DATA Start Marker

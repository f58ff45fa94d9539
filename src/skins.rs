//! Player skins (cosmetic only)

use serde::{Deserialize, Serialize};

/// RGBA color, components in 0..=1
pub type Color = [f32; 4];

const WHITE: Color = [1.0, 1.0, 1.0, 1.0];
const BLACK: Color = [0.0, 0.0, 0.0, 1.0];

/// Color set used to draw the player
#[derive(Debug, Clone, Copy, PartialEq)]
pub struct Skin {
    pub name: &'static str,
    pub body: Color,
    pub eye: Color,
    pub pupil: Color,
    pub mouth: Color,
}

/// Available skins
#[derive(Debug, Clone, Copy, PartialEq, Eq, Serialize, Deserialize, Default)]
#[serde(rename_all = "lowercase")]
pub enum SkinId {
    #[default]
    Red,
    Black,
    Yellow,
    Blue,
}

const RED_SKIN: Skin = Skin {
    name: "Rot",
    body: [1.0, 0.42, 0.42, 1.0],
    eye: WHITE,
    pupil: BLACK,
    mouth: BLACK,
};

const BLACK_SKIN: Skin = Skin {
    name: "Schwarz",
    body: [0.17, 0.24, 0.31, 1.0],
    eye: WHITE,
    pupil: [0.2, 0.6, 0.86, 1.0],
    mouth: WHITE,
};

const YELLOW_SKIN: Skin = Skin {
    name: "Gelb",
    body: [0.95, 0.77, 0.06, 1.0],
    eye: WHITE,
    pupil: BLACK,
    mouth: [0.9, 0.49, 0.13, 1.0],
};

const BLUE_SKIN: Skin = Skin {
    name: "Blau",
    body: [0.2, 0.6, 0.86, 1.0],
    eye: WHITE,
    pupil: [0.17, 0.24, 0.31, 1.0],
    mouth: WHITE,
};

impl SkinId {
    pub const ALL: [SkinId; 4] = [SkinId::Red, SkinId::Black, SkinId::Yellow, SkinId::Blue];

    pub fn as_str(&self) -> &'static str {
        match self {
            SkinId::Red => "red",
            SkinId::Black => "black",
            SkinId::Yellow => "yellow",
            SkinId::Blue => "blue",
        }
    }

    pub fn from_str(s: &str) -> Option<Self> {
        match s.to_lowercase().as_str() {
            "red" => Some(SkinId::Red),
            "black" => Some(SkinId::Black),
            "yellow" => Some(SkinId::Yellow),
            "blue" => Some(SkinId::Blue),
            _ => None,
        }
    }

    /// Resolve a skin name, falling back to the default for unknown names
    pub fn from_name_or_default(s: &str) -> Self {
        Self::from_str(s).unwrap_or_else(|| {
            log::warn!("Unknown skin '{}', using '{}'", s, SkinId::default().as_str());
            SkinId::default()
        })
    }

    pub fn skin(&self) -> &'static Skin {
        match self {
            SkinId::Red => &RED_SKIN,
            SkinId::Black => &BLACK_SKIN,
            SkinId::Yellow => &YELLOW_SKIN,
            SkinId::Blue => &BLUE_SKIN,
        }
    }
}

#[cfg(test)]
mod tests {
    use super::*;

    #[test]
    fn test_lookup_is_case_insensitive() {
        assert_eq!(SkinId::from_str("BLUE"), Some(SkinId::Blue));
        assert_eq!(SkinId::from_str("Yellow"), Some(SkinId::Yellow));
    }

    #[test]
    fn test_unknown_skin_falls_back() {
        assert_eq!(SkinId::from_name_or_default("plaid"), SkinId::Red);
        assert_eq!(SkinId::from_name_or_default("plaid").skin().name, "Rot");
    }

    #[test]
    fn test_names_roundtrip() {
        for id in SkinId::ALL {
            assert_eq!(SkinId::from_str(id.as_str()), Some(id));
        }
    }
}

DATA End Marker
DATA Start Marker

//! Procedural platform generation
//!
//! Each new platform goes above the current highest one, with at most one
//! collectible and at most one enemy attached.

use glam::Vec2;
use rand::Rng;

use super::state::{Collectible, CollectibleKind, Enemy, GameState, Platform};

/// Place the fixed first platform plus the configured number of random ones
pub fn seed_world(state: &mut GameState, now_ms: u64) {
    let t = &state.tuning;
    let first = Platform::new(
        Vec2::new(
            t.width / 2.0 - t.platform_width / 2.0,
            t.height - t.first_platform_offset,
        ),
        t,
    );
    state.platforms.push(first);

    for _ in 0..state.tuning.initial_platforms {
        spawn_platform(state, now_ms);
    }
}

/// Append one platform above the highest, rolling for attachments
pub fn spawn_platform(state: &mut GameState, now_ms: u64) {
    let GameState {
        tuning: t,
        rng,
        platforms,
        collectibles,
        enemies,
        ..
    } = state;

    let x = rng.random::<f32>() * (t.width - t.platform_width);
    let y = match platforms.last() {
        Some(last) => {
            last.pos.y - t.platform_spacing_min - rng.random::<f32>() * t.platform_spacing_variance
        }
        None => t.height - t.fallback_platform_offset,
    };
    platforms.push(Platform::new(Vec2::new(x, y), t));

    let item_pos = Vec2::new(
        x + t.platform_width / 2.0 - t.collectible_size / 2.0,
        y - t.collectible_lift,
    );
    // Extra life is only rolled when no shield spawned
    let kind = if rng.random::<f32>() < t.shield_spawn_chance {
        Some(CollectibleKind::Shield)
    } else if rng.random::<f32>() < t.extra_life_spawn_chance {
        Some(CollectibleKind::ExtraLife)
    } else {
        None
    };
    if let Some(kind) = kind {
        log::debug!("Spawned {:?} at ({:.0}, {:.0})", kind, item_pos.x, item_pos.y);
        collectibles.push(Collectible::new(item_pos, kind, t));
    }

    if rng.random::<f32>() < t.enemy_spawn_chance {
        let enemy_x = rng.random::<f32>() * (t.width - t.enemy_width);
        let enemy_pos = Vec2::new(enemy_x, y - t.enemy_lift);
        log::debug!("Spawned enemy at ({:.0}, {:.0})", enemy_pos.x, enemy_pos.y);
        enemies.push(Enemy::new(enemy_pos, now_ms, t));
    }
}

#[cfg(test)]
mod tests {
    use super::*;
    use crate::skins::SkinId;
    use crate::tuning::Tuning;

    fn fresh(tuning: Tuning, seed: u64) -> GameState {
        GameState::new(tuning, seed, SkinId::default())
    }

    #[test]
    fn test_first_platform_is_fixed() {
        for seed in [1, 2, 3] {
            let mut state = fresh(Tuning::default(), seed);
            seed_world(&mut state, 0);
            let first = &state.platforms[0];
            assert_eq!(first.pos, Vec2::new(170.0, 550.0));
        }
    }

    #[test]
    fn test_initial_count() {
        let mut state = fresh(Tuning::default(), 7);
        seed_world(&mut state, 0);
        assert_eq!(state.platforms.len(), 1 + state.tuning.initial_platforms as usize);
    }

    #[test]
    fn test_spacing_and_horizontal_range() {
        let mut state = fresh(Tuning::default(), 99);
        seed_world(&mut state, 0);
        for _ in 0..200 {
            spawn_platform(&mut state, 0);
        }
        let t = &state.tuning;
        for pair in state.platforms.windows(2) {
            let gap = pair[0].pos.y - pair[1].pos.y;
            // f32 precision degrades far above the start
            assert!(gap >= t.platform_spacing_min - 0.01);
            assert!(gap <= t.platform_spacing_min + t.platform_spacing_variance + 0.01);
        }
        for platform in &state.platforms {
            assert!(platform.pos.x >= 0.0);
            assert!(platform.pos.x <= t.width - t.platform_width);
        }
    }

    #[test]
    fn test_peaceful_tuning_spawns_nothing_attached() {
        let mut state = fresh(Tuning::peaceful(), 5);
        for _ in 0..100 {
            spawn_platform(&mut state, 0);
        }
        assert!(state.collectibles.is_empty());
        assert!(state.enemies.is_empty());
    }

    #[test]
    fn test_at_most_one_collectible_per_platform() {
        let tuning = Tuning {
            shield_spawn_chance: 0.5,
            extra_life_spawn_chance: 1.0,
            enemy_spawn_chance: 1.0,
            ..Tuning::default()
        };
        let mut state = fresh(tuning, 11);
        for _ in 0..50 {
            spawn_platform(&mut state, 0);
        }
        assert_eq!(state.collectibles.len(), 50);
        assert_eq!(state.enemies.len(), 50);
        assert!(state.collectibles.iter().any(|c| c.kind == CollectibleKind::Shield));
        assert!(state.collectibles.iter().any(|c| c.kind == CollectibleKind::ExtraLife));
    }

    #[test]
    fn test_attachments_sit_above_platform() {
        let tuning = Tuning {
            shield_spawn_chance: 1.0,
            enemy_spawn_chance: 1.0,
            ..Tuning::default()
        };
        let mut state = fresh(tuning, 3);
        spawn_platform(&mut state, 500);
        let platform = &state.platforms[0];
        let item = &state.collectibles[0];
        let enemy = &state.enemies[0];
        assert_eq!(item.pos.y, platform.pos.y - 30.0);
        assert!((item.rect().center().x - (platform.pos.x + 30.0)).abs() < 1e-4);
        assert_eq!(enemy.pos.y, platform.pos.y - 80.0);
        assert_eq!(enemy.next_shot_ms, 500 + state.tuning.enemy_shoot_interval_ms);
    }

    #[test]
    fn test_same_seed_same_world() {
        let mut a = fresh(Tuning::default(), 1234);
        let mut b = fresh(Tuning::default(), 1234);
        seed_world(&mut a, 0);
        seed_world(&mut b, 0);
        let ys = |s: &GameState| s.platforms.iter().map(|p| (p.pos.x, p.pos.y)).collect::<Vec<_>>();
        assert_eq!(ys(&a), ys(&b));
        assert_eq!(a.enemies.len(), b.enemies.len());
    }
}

DATA End Marker

Count how many lines in the material above hold the word "derive", then write the number and nothing more.

* [WRITTEN SOLUTION] 2